Stored data entries:
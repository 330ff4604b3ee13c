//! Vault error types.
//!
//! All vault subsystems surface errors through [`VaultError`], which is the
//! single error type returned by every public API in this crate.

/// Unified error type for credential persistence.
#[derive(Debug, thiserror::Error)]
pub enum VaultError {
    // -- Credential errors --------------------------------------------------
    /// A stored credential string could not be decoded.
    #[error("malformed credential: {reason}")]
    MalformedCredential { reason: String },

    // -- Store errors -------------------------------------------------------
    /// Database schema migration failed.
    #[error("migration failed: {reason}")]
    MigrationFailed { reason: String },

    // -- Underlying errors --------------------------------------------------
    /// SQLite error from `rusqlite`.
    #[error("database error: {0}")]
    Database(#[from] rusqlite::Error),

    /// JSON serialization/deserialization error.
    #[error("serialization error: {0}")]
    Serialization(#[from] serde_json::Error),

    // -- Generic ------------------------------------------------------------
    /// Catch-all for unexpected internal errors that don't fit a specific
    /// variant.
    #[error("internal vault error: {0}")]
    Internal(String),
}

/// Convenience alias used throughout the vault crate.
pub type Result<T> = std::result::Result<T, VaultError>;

---

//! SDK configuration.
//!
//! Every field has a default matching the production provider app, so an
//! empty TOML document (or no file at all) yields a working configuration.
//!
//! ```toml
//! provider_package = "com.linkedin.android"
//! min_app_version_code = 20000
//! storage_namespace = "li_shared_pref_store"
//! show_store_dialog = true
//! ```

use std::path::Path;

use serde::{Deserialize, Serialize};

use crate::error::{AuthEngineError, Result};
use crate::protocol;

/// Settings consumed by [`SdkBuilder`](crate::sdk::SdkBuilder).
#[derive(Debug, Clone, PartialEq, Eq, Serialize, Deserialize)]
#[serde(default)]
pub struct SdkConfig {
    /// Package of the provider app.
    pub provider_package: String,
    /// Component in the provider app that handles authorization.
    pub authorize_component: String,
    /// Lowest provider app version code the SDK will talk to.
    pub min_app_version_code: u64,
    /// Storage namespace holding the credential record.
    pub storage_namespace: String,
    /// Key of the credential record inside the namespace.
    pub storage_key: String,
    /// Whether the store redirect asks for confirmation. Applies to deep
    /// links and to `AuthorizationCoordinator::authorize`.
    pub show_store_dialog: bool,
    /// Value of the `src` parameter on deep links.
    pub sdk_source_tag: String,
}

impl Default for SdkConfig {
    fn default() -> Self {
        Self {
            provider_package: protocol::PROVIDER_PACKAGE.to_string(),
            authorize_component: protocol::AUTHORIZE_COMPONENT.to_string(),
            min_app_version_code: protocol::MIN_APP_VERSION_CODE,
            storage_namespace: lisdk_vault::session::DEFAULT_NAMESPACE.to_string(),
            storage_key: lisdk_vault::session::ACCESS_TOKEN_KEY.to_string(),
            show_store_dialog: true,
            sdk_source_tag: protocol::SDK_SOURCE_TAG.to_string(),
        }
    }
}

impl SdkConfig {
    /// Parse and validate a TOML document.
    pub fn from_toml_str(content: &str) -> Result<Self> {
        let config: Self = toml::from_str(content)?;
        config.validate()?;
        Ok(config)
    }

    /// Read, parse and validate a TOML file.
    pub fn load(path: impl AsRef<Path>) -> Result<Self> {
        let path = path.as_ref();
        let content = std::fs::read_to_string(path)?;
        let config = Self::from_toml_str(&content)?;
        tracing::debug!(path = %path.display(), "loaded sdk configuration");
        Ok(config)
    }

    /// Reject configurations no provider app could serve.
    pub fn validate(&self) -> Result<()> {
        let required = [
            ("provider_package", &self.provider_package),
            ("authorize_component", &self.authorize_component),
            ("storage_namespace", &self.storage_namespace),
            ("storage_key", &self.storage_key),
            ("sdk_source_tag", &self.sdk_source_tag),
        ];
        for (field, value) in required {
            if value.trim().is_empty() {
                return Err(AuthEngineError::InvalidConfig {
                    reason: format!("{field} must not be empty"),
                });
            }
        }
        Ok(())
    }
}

What you will do
Which of the lines in the data hold the string "path"? Report each of them by copying it.

Completed exercise
use std::path::Path;
    pub fn load(path: impl AsRef<Path>) -> Result<Self> {
        let path = path.as_ref();
        let content = std::fs::read_to_string(path)?;
        tracing::debug!(path = %path.display(), "loaded sdk configuration");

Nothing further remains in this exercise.